Independent group \( t \) confidence intervals
- Suppose that we want to compare the mean blood pressure between two groups in a randomized trial; those who received the treatment to those who received a placebo
- We cannot use the paired t test because the groups are independent and may have different sample sizes
- We now present methods for comparing independent groups
Notation
- Let \( X_1,\ldots,X_{n_x} \) be iid \( N(\mu_x,\sigma^2) \)
- Let \( Y_1,\ldots,Y_{n_y} \) be iid \( N(\mu_y, \sigma^2) \)
- Let \( \bar X \), \( \bar Y \), \( S_x \), \( S_y \) be the means and standard deviations
- Using the fact that linear combinations of normals are again normal, we know that \( \bar Y - \bar X \) is also normal with mean \( \mu_y - \mu_x \) and variance \( \sigma^2 (\frac{1}{n_x} + \frac{1}{n_y}) \)

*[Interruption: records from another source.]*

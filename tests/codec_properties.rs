//! Property-based tests for the codec.
//!
//! # Encoder
//! - Deterministic: two encoders over the same message agree on every id
//! - Systematic: ids below K return the message blocks, zero padded
//! - Idempotent: `generate` and `generate_into` agree and repeat exactly
//! - Every output block is the XOR of the intermediate blocks its row names
//!
//! # Decoder
//! - Any loss pattern is recovered once enough blocks arrive
//! - Rank is monotone and bounded by K + M
//! - Wire frames decode like direct feeds

#[macro_use]
mod common;

use common::*;
use proptest::prelude::*;
use wirehair::codec::{Block, DecodeProgress, Decoder, Encoder, MAX_WIRE_ID};

// ============================================================================
// Arbitrary Generators
// ============================================================================

/// Message length, block size and content seed for 2..=64 blocks.
fn arb_shape() -> impl Strategy<Value = (usize, usize, u64)> {
    (1usize..=32, 2usize..=64, any::<u64>()).prop_flat_map(|(block_size, blocks, seed)| {
        let min = (blocks - 1) * block_size + 1;
        let max = blocks * block_size;
        (min..=max, Just(block_size), Just(seed))
    })
}

fn arb_id() -> impl Strategy<Value = u32> {
    prop_oneof![0u32..256, 0u32..=MAX_WIRE_ID, Just(MAX_WIRE_ID)]
}

// ============================================================================
// Encoder properties
// ============================================================================

proptest! {
    #![proptest_config(test_proptest_config(64))]

    /// Two independently built encoders produce identical blocks.
    #[test]
    fn encoders_are_deterministic(shape in arb_shape(), id in arb_id()) {
        init_test_logging();
        let (len, block_size, seed) = shape;
        let message = make_message(len, seed);
        let a = Encoder::new(&message, block_size).unwrap();
        let b = Encoder::new(&message, block_size).unwrap();
        prop_assert_eq!(a.params(), b.params());
        prop_assert_eq!(a.generate(id), b.generate(id));
    }

    /// Message ids reproduce the message, with a zero-padded tail.
    #[test]
    fn message_ids_are_systematic(shape in arb_shape()) {
        init_test_logging();
        let (len, block_size, seed) = shape;
        let message = make_message(len, seed);
        let encoder = Encoder::new(&message, block_size).unwrap();
        let k = usize::from(encoder.block_count());
        prop_assert_eq!(k, len.div_ceil(block_size));

        let mut joined = Vec::with_capacity(k * block_size);
        for id in 0..k as u32 {
            let block = encoder.generate(id);
            prop_assert_eq!(block.len(), block_size);
            joined.extend_from_slice(&block);
        }
        prop_assert_eq!(&joined[..len], message.as_slice());
        prop_assert!(joined[len..].iter().all(|&b| b == 0));
    }

    /// `generate` is a pure function of the id.
    #[test]
    fn generate_is_idempotent(shape in arb_shape(), id in arb_id()) {
        init_test_logging();
        let (len, block_size, seed) = shape;
        let message = make_message(len, seed);
        let encoder = Encoder::new(&message, block_size).unwrap();

        let first = encoder.generate(id);
        let mut into = vec![0xA5; block_size];
        encoder.generate_into(id, &mut into);
        prop_assert_eq!(&first, &into);
        prop_assert_eq!(first, encoder.generate(id));
    }

    /// Each block equals the XOR of the intermediate blocks its row names.
    #[test]
    fn blocks_satisfy_row_equations(shape in arb_shape(), ids in prop::collection::vec(arb_id(), 1..8)) {
        init_test_logging();
        let (len, block_size, seed) = shape;
        let message = make_message(len, seed);
        let encoder = Encoder::new(&message, block_size).unwrap();
        let k = encoder.block_count();
        let m = encoder.check_block_count();

        for id in ids {
            let eq = encoder.row_equation(id);
            prop_assert!(!eq.peel.is_empty());
            prop_assert!(!eq.mix.is_empty());
            prop_assert!(eq.peel.iter().all(|&c| c < k));
            prop_assert!(eq.mix.iter().all(|&c| c < m));
            prop_assert_eq!(evaluate(&encoder, &eq), encoder.generate(id), "id {}", id);
        }
    }
}

// ============================================================================
// Decoder properties
// ============================================================================

proptest! {
    #![proptest_config(test_proptest_config(48))]

    /// Survivors plus repair blocks recover the message. Lost message blocks
    /// are fed last, which guarantees full rank even if repairs fall short.
    #[test]
    fn decoder_recovers_any_loss_pattern(
        shape in arb_shape(),
        loss in prop::collection::vec(any::<bool>(), 64),
        repairs in 0u32..48,
    ) {
        init_test_logging();
        let (len, block_size, seed) = shape;
        let message = make_message(len, seed);
        let encoder = Encoder::new(&message, block_size).unwrap();
        let k = u32::from(encoder.block_count());
        let mut decoder = Decoder::new(len, block_size).unwrap();
        prop_assert_eq!(decoder.params(), encoder.params());

        let lost: Vec<u32> = (0..k).filter(|&id| loss[id as usize]).collect();
        let schedule = (0..k)
            .filter(|&id| !loss[id as usize])
            .chain(k..k + repairs)
            .chain(lost.iter().copied());

        let mut last_rank = 0;
        let mut progress = DecodeProgress::NeedMore { rank: 0, needed: decoder.needed() };
        for id in schedule {
            progress = decoder.feed(id, &encoder.generate(id)).unwrap();
            let rank = decoder.stats().rank;
            prop_assert!(rank >= last_rank);
            prop_assert!(rank <= decoder.needed());
            last_rank = rank;
            if progress == DecodeProgress::Ready {
                break;
            }
        }
        prop_assert_eq!(progress, DecodeProgress::Ready);
        prop_assert_eq!(decoder.reconstruct().unwrap(), message);
    }

    /// Feeding wire frames is equivalent to feeding `(id, payload)` pairs.
    #[test]
    fn wire_frames_match_direct_feeds(shape in arb_shape(), start in 0u32..16) {
        init_test_logging();
        let (len, block_size, seed) = shape;
        let message = make_message(len, seed);
        let encoder = Encoder::new(&message, block_size).unwrap();
        let mut direct = Decoder::new(len, block_size).unwrap();
        let mut framed = Decoder::new(len, block_size).unwrap();

        let k = u32::from(encoder.block_count());
        let schedule = (start..start + 2 * k + 16).chain(0..start);
        for id in schedule {
            let payload = encoder.generate(id);
            let frame = Block::new(id, payload.clone()).to_wire().unwrap();
            let a = direct.feed(id, &payload).unwrap();
            let b = framed.feed_wire(&frame).unwrap();
            prop_assert_eq!(a, b);
            if a == DecodeProgress::Ready {
                break;
            }
        }
        prop_assert!(direct.is_ready());
        prop_assert_eq!(direct.stats(), framed.stats());
        prop_assert_eq!(framed.reconstruct().unwrap(), message);
    }
}
//! Peeling solver with greedy deferral.
//!
//! Rows are ingested in id order. A row with exactly one unresolved column
//! solves it ("peels"), which may leave further rows with a single unresolved
//! column; resolving those in turn is the avalanche. When nothing is left to
//! peel, the greedy pass forces the most promising column into Gaussian
//! elimination and lets the avalanche run again.
//!
//! Rows and columns live in flat arenas and are threaded onto intrusive
//! singly-linked lists through 16-bit index links, terminated by
//! [`LIST_TERM`]:
//!
//! - peeled rows, newest first
//! - deferred rows, newest first
//! - deferred columns, newest first
//!
//! Only the structure of the matrix is solved here. No block data is touched.

use smallvec::SmallVec;

use super::generator::Design;
use super::CodecError;
use crate::tracing_compat::{debug, warn};

/// List terminator for the intrusive index links.
pub const LIST_TERM: u16 = u16::MAX;

/// Maximum number of rows that may reference one column.
pub const REF_LIST_MAX: usize = 64;

/// Resolution state of a row.
#[derive(Debug, Clone, Copy, PartialEq, Eq)]
pub enum RowState {
    /// Still has two or more unresolved columns.
    Pending,
    /// Solved exactly one column.
    Peeled,
    /// Handed to Gaussian elimination.
    Deferred,
}

/// Resolution mark of a column.
#[derive(Debug, Clone, Copy, PartialEq, Eq)]
pub enum ColumnMark {
    /// Not yet resolved.
    Unresolved,
    /// Solved by a peeled row.
    Peeled,
    /// Forced into Gaussian elimination.
    Deferred,
}

#[derive(Debug, Clone)]
struct PeelRow {
    state: RowState,
    /// Unresolved peeling columns, tracked exactly only once it drops to 2.
    unresolved: u16,
    /// The two unresolved columns while `unresolved == 2`; `[solved, _]` once peeled.
    unmarked: [u16; 2],
    next: u16,
}

#[derive(Debug, Clone)]
struct PeelColumn {
    mark: ColumnMark,
    /// References from rows that had exactly two unresolved columns.
    w2_refs: u16,
    rows: SmallVec<[u16; 8]>,
    /// Row that solved this column, when peeled.
    solver: u16,
    next: u16,
}

/// Finished peeling state: every column is marked and every row resolved.
#[derive(Debug, Clone)]
pub struct PeelOutcome {
    rows: Vec<PeelRow>,
    cols: Vec<PeelColumn>,
    peel_head: u16,
    defer_head: u16,
    defer_col_head: u16,
    peeled_count: usize,
    deferred_count: usize,
    greedy_picks: usize,
    avalanche_steps: usize,
}

impl PeelOutcome {
    /// Runs peeling and greedy deferral over rows `0..K` of `design`.
    pub fn solve(design: &Design) -> Result<Self, CodecError> {
        PeelSolver::new(design, REF_LIST_MAX).run()
    }

    /// Like [`solve`](Self::solve) with a custom reference-list bound.
    pub(crate) fn solve_with_ref_capacity(
        design: &Design,
        capacity: usize,
    ) -> Result<Self, CodecError> {
        PeelSolver::new(design, capacity).run()
    }

    /// Number of columns (K).
    #[must_use]
    pub fn block_count(&self) -> usize {
        self.cols.len()
    }

    /// Peeled rows from the most recently peeled to the first.
    pub fn peeled_rows(&self) -> RowList<'_> {
        RowList {
            rows: &self.rows,
            cursor: self.peel_head,
        }
    }

    /// Deferred rows, most recently deferred first.
    pub fn deferred_rows(&self) -> RowList<'_> {
        RowList {
            rows: &self.rows,
            cursor: self.defer_head,
        }
    }

    /// Deferred columns, most recently selected first.
    pub fn deferred_columns(&self) -> ColumnList<'_> {
        ColumnList {
            cols: &self.cols,
            cursor: self.defer_col_head,
        }
    }

    /// State of row `row`.
    #[must_use]
    pub fn row_state(&self, row: u16) -> RowState {
        self.rows[usize::from(row)].state
    }

    /// Mark of column `col`.
    #[must_use]
    pub fn column_mark(&self, col: u16) -> ColumnMark {
        self.cols[usize::from(col)].mark
    }

    /// Column solved by a peeled row.
    #[must_use]
    pub fn solved_column(&self, row: u16) -> Option<u16> {
        let r = &self.rows[usize::from(row)];
        (r.state == RowState::Peeled).then_some(r.unmarked[0])
    }

    /// Row that solved a peeled column.
    #[must_use]
    pub fn solving_row(&self, col: u16) -> Option<u16> {
        let c = &self.cols[usize::from(col)];
        (c.mark == ColumnMark::Peeled).then_some(c.solver)
    }

    /// Total rows referencing `col`.
    #[must_use]
    pub fn reference_count(&self, col: u16) -> usize {
        self.cols[usize::from(col)].rows.len()
    }

    /// Rows resolved by peeling.
    #[must_use]
    pub const fn peeled_count(&self) -> usize {
        self.peeled_count
    }

    /// Rows (and columns) handed to elimination.
    #[must_use]
    pub const fn deferred_count(&self) -> usize {
        self.deferred_count
    }

    /// Columns chosen by the greedy pass.
    #[must_use]
    pub const fn greedy_picks(&self) -> usize {
        self.greedy_picks
    }

    /// Row visits made by all avalanches.
    #[must_use]
    pub const fn avalanche_steps(&self) -> usize {
        self.avalanche_steps
    }
}
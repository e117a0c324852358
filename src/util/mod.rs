//! Internal utilities.
//!
//! Kept dependency-free so that every generated matrix is reproducible from
//! its key alone.

pub mod det_rng;

pub use det_rng::{key_pair, splitmix64, DetRng};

- The pooled variance estimator \[ S_p^2 = \{(n_x - 1) S_x^2 + (n_y - 1) S_y^2\}/(n_x + n_y - 2) \] is a good estimator of \( \sigma^2 \)
Note
- The pooled estimator is a mixture of the group variances, placing greater weight on whichever has a larger sample size
- If the sample sizes are the same the pooled variance estimate is the average of the group variances
- The pooled estimator is unbiased
\[
\begin{eqnarray*}
E[S_p^2] & = & \frac{(n_x - 1) E[S_x^2] + (n_y - 1) E[S_y^2]}{n_x + n_y - 2}\\
& = & \frac{(n_x - 1)\sigma^2 + (n_y - 1)\sigma^2}{n_x + n_y - 2}
\end{eqnarray*}
\]
- The pooled variance estimate is independent of \( \bar Y - \bar X \) since \( S_x \) is independent of \( \bar X \) and \( S_y \) is independent of \( \bar Y \) and the groups are independent
Result
- The sum of two independent Chi-squared random variables is Chi-squared with degrees of freedom equal to the sum of the degrees of freedom of the summands
- Therefore
\[
\begin{eqnarray*}
(n_x + n_y - 2) S_p^2 / \sigma^2 & = & (n_x - 1)S_x^2 /\sigma^2 + (n_y - 1)S_y^2/\sigma^2 \\ \\
& = & \chi^2_{n_x - 1} + \chi^2_{n_y-1} \\ \\
& = & \chi^2_{n_x + n_y - 2}
\end{eqnarray*}
\]
Putting this all together
- The statistic
\[
\frac{\frac{\bar Y - \bar X - (\mu_y - \mu_x)}{\sigma \left(\frac{1}{n_x} + \frac{1}{n_y}\right)^{1/2}}}%
{\sqrt{\frac{(n_x + n_y - 2) S_p^2}{(n_x + n_y - 2)\sigma^2}}}
= \frac{\bar Y - \bar X - (\mu_y - \mu_x)}{S_p \left(\frac{1}{n_x} + \frac{1}{n_y}\right)^{1/2}}
\]
is a standard normal divided by the square root of an independent Chi-squared divided by its degrees of freedom
- Therefore this statistic follows Gosset's \( t \) distribution with \( n_x + n_y - 2 \) degrees of freedom
- Notice the form is (estimator - true value) / SE
Confidence interval
- Therefore a \( (1 - \alpha)\times 100\% \) confidence interval for \( \mu_y - \mu_x \) is
\[
\bar Y - \bar X \pm t_{n_x + n_y - 2, 1 - \alpha/2}S_p\left(\frac{1}{n_x} + \frac{1}{n_y}\right)^{1/2}
\]
- Remember this interval is assuming a constant variance across the two groups
- If there is some doubt, assume a different variance per group, which we will discuss later
Example
Based on Rosner, Fundamentals of Biostatistics
- Comparing SBP for 8 oral contraceptive users versus 21 controls
- \( \bar X_{OC} = 132.86 \) mmHg with \( s_{OC} = 15.34 \) mmHg
- \( \bar X_{C} = 127.44 \) mmHg with \( s_{C} = 18.23 \) mmHg
- Pooled variance estimate
sp <- sqrt((7 * 15.34^2 + 20 * 18.23^2) / (8 + 21 - 2))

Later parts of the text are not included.